EXERCISE DETAILS: Copy out the complete listing, word for word.

DATA IN THIS EXERCISE:
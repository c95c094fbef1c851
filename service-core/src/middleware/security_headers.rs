use axum::{extract::Request, http::header, middleware::Next, response::IntoResponse};

/// Hardening headers for the admin API. Responses are JSON consumed by the
/// back-office UI, so nothing may frame or embed them.
pub async fn security_headers_middleware(req: Request, next: Next) -> impl IntoResponse {
    let mut response = next.run(req).await;
    let headers = response.headers_mut();

    headers.insert(
        header::X_CONTENT_TYPE_OPTIONS,
        header::HeaderValue::from_static("nosniff"),
    );
    headers.insert(
        header::STRICT_TRANSPORT_SECURITY,
        header::HeaderValue::from_static("max-age=31536000; includeSubDomains"),
    );
    headers.insert(
        header::CONTENT_SECURITY_POLICY,
        header::HeaderValue::from_static("default-src 'none'; frame-ancestors 'none'"),
    );
    headers.insert(
        header::X_FRAME_OPTIONS,
        header::HeaderValue::from_static("DENY"),
    );
    headers.insert(
        header::CACHE_CONTROL,
        header::HeaderValue::from_static("no-store"),
    );

    response
}
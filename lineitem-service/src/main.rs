//! Line item service entry point.

use lineitem_service::config::LineItemConfig;
use lineitem_service::services::init_metrics;
use lineitem_service::startup::Application;

use service_core::observability::init_tracing;
use tokio::signal;

async fn shutdown_signal() {
    let ctrl_c = async {
        signal::ctrl_c()
            .await
            .expect("Failed to install Ctrl+C handler");
    };

    #[cfg(unix)]
    let terminate = async {
        signal::unix::signal(signal::unix::SignalKind::terminate())
            .expect("Failed to install SIGTERM handler")
            .recv()
            .await;
    };

    #[cfg(not(unix))]
    let terminate = std::future::pending::<()>();

    tokio::select! {
        _ = ctrl_c => {},
        _ = terminate => {},
    }

    tracing::info!("Shutdown signal received, starting graceful shutdown");
}

#[tokio::main]
async fn main() -> std::io::Result<()> {
    let config = LineItemConfig::from_env().map_err(|e| {
        eprintln!("Failed to load configuration: {}", e);
        std::io::Error::other(format!("Configuration error: {}", e))
    })?;

    init_tracing(
        &config.service_name,
        &config.log_level,
        config.otlp_endpoint.as_deref(),
    );
    init_metrics();

    tracing::info!(
        service_name = %config.service_name,
        version = %config.service_version,
        environment = %config.common.environment,
        http_port = %config.common.port,
        storage_backend = ?config.storage_backend,
        db_max_connections = %config.database.max_connections,
        locale = %config.locale,
        "Configuration loaded"
    );

    let app = Application::build(config).await.map_err(|e| {
        tracing::error!(error = %e, "Failed to build application");
        std::io::Error::other(format!("Application build error: {}", e))
    })?;

    tokio::select! {
        result = app.run_until_stopped() => {
            if let Err(e) = result {
                tracing::error!(error = %e, "Application error");
                return Err(e);
            }
        }
        _ = shutdown_signal() => {
            tracing::info!("Graceful shutdown initiated");
        }
    }

    tracing::info!("Service shutdown complete");
    Ok(())
}
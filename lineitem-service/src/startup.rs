//! Application startup and lifecycle management.

use crate::config::{LineItemConfig, StorageBackend};
use crate::controller::LineItemEditController;
use crate::form::{MessageCatalog, Translator};
use crate::handlers;
use crate::services::{Database, EntityStore, LedgerAdjuster, MemoryStore};
use axum::{
    middleware,
    routing::{get, post},
    Router,
};
use service_core::error::AppError;
use service_core::middleware::metrics::metrics_middleware;
use service_core::middleware::security_headers::security_headers_middleware;
use service_core::middleware::tracing::{request_id_middleware, REQUEST_ID_HEADER};
use std::net::SocketAddr;
use std::sync::Arc;
use tokio::net::TcpListener;
use tower_http::trace::TraceLayer;

/// Shared application state.
#[derive(Clone)]
pub struct AppState {
    pub controller: Arc<LineItemEditController>,
    pub store: Arc<dyn EntityStore>,
    pub translator: Arc<dyn Translator>,
}

impl AppState {
    /// Wire the controller to a backend that serves as both record store and
    /// ledger.
    pub fn new<B>(backend: Arc<B>, config: &LineItemConfig) -> Self
    where
        B: EntityStore + LedgerAdjuster + 'static,
    {
        let store: Arc<dyn EntityStore> = backend.clone();
        let ledger: Arc<dyn LedgerAdjuster> = backend;
        let controller =
            LineItemEditController::new(store.clone(), ledger, config.money.clone());

        Self {
            controller: Arc::new(controller),
            store,
            translator: Arc::new(MessageCatalog::new(config.locale.clone())),
        }
    }
}

pub fn build_router(state: AppState) -> Router {
    Router::new()
        .route("/health", get(handlers::health_check))
        .route("/ready", get(handlers::readiness_check))
        .route("/metrics", get(handlers::metrics_handler))
        .route(
            "/lineitems/:id/edit",
            get(handlers::line_items::edit_form).post(handlers::line_items::submit_edit),
        )
        .route(
            "/lineitems/:id/test-submit",
            post(handlers::line_items::test_submit),
        )
        .layer(middleware::from_fn(security_headers_middleware))
        .layer(middleware::from_fn(metrics_middleware))
        .layer(middleware::from_fn(request_id_middleware))
        .layer(
            TraceLayer::new_for_http().make_span_with(|request: &axum::http::Request<_>| {
                let request_id = request
                    .headers()
                    .get(REQUEST_ID_HEADER)
                    .and_then(|value| value.to_str().ok())
                    .unwrap_or("-");

                tracing::info_span!(
                    "http_request",
                    request_id = %request_id,
                    method = %request.method(),
                    uri = %request.uri(),
                )
            }),
        )
        .with_state(state)
}

/// Application container for managing server lifecycle.
pub struct Application {
    port: u16,
    listener: TcpListener,
    router: Router,
}

impl Application {
    /// Build the application with the given configuration.
    pub async fn build(config: LineItemConfig) -> Result<Self, AppError> {
        Self::build_internal(config, true).await
    }

    /// Build the application without running migrations.
    pub async fn build_without_migrations(config: LineItemConfig) -> Result<Self, AppError> {
        Self::build_internal(config, false).await
    }

    async fn build_internal(config: LineItemConfig, run_migrations: bool) -> Result<Self, AppError> {
        let state = match config.storage_backend {
            StorageBackend::Postgres => {
                let db = Database::new(
                    &config.database.url,
                    config.database.max_connections,
                    config.database.min_connections,
                )
                .await?;
                if run_migrations {
                    db.run_migrations().await?;
                }
                AppState::new(Arc::new(db), &config)
            }
            StorageBackend::Memory => {
                tracing::warn!("Using in-memory storage - records are lost on restart");
                AppState::new(Arc::new(MemoryStore::new()), &config)
            }
        };

        let addr = SocketAddr::from(([0, 0, 0, 0], config.common.port));
        let listener = TcpListener::bind(addr).await.map_err(|e| {
            tracing::error!(error = %e, addr = %addr, "Failed to bind HTTP listener");
            AppError::from(e)
        })?;
        let port = listener.local_addr()?.port();

        Ok(Self {
            port,
            listener,
            router: build_router(state),
        })
    }

    /// Get the port the server is listening on.
    pub fn port(&self) -> u16 {
        self.port
    }

    /// Run the application until stopped.
    pub async fn run_until_stopped(self) -> std::io::Result<()> {
        tracing::info!(
            service = "lineitem-service",
            version = env!("CARGO_PKG_VERSION"),
            port = self.port,
            "Service ready to accept connections"
        );
        axum::serve(self.listener, self.router).await
    }
}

SOLUTION FOR THIS EXERCISE:
repository c95c094fbef1c851
filename service-core/src/middleware/security_headers.rs
use axum::{extract::Request, http::header, middleware::Next, response::IntoResponse};

/// Hardening headers for the admin API. Responses are JSON consumed by the
/// back-office UI, so nothing may frame or embed them.
pub async fn security_headers_middleware(req: Request, next: Next) -> impl IntoResponse {
    let mut response = next.run(req).await;
    let headers = response.headers_mut();

    headers.insert(
        header::X_CONTENT_TYPE_OPTIONS,
        header::HeaderValue::from_static("nosniff"),
    );
    headers.insert(
        header::STRICT_TRANSPORT_SECURITY,
        header::HeaderValue::from_static("max-age=31536000; includeSubDomains"),
    );
    headers.insert(
        header::CONTENT_SECURITY_POLICY,
        header::HeaderValue::from_static("default-src 'none'; frame-ancestors 'none'"),
    );
    headers.insert(
        header::X_FRAME_OPTIONS,
        header::HeaderValue::from_static("DENY"),
    );
    headers.insert(
        header::CACHE_CONTROL,
        header::HeaderValue::from_static("no-store"),
    );

    response
}
filename lineitem-service/src/main.rs
//! Line item service entry point.

use lineitem_service::config::LineItemConfig;
use lineitem_service::services::init_metrics;
use lineitem_service::startup::Application;

use service_core::observability::init_tracing;
use tokio::signal;

async fn shutdown_signal() {
    let ctrl_c = async {
        signal::ctrl_c()
            .await
            .expect("Failed to install Ctrl+C handler");
    };

    #[cfg(unix)]
    let terminate = async {
        signal::unix::signal(signal::unix::SignalKind::terminate())
            .expect("Failed to install SIGTERM handler")
            .recv()
            .await;
    };

    #[cfg(not(unix))]
    let terminate = std::future::pending::<()>();

    tokio::select! {
        _ = ctrl_c => {},
        _ = terminate => {},
    }

    tracing::info!("Shutdown signal received, starting graceful shutdown");
}

#[tokio::main]
async fn main() -> std::io::Result<()> {
    let config = LineItemConfig::from_env().map_err(|e| {
        eprintln!("Failed to load configuration: {}", e);
        std::io::Error::other(format!("Configuration error: {}", e))
    })?;

    init_tracing(
        &config.service_name,
        &config.log_level,
        config.otlp_endpoint.as_deref(),
    );
    init_metrics();

    tracing::info!(
        service_name = %config.service_name,
        version = %config.service_version,
        environment = %config.common.environment,
        http_port = %config.common.port,
        storage_backend = ?config.storage_backend,
        db_max_connections = %config.database.max_connections,
        locale = %config.locale,
        "Configuration loaded"
    );

    let app = Application::build(config).await.map_err(|e| {
        tracing::error!(error = %e, "Failed to build application");
        std::io::Error::other(format!("Application build error: {}", e))
    })?;

    tokio::select! {
        result = app.run_until_stopped() => {
            if let Err(e) = result {
                tracing::error!(error = %e, "Application error");
                return Err(e);
            }
        }
        _ = shutdown_signal() => {
            tracing::info!("Graceful shutdown initiated");
        }
    }

    tracing::info!("Service shutdown complete");
    Ok(())
}
filename lineitem-service/src/startup.rs
//! Application startup and lifecycle management.

use crate::config::{LineItemConfig, StorageBackend};
use crate::controller::LineItemEditController;
use crate::form::{MessageCatalog, Translator};
use crate::handlers;
use crate::services::{Database, EntityStore, LedgerAdjuster, MemoryStore};
use axum::{
    middleware,
    routing::{get, post},
    Router,
};
use service_core::error::AppError;
use service_core::middleware::metrics::metrics_middleware;
use service_core::middleware::security_headers::security_headers_middleware;
use service_core::middleware::tracing::{request_id_middleware, REQUEST_ID_HEADER};
use std::net::SocketAddr;
use std::sync::Arc;
use tokio::net::TcpListener;
use tower_http::trace::TraceLayer;

/// Shared application state.
#[derive(Clone)]
pub struct AppState {
    pub controller: Arc<LineItemEditController>,
    pub store: Arc<dyn EntityStore>,
    pub translator: Arc<dyn Translator>,
}

impl AppState {
    /// Wire the controller to a backend that serves as both record store and
    /// ledger.
    pub fn new<B>(backend: Arc<B>, config: &LineItemConfig) -> Self
    where
        B: EntityStore + LedgerAdjuster + 'static,
    {
        let store: Arc<dyn EntityStore> = backend.clone();
        let ledger: Arc<dyn LedgerAdjuster> = backend;
        let controller =
            LineItemEditController::new(store.clone(), ledger, config.money.clone());

        Self {
            controller: Arc::new(controller),
            store,
            translator: Arc::new(MessageCatalog::new(config.locale.clone())),
        }
    }
}

pub fn build_router(state: AppState) -> Router {
    Router::new()
        .route("/health", get(handlers::health_check))
        .route("/ready", get(handlers::readiness_check))
        .route("/metrics", get(handlers::metrics_handler))
        .route(
            "/lineitems/:id/edit",
            get(handlers::line_items::edit_form).post(handlers::line_items::submit_edit),
        )
        .route(
            "/lineitems/:id/test-submit",
            post(handlers::line_items::test_submit),
        )
        .layer(middleware::from_fn(security_headers_middleware))
        .layer(middleware::from_fn(metrics_middleware))
        .layer(middleware::from_fn(request_id_middleware))
        .layer(
            TraceLayer::new_for_http().make_span_with(|request: &axum::http::Request<_>| {
                let request_id = request
                    .headers()
                    .get(REQUEST_ID_HEADER)
                    .and_then(|value| value.to_str().ok())
                    .unwrap_or("-");

                tracing::info_span!(
                    "http_request",
                    request_id = %request_id,
                    method = %request.method(),
                    uri = %request.uri(),
                )
            }),
        )
        .with_state(state)
}

/// Application container for managing server lifecycle.
pub struct Application {
    port: u16,
    listener: TcpListener,
    router: Router,
}

impl Application {
    /// Build the application with the given configuration.
    pub async fn build(config: LineItemConfig) -> Result<Self, AppError> {
        Self::build_internal(config, true).await
    }

    /// Build the application without running migrations.
    pub async fn build_without_migrations(config: LineItemConfig) -> Result<Self, AppError> {
        Self::build_internal(config, false).await
    }

    async fn build_internal(config: LineItemConfig, run_migrations: bool) -> Result<Self, AppError> {
        let state = match config.storage_backend {
            StorageBackend::Postgres => {
                let db = Database::new(
                    &config.database.url,
                    config.database.max_connections,
                    config.database.min_connections,
                )
                .await?;
                if run_migrations {
                    db.run_migrations().await?;
                }
                AppState::new(Arc::new(db), &config)
            }
            StorageBackend::Memory => {
                tracing::warn!("Using in-memory storage - records are lost on restart");
                AppState::new(Arc::new(MemoryStore::new()), &config)
            }
        };

        let addr = SocketAddr::from(([0, 0, 0, 0], config.common.port));
        let listener = TcpListener::bind(addr).await.map_err(|e| {
            tracing::error!(error = %e, addr = %addr, "Failed to bind HTTP listener");
            AppError::from(e)
        })?;
        let port = listener.local_addr()?.port();

        Ok(Self {
            port,
            listener,
            router: build_router(state),
        })
    }

    /// Get the port the server is listening on.
    pub fn port(&self) -> u16 {
        self.port
    }

    /// Run the application until stopped.
    pub async fn run_until_stopped(self) -> std::io::Result<()> {
        tracing::info!(
            service = "lineitem-service",
            version = env!("CARGO_PKG_VERSION"),
            port = self.port,
            "Service ready to accept connections"
        );
        axum::serve(self.listener, self.router).await
    }
}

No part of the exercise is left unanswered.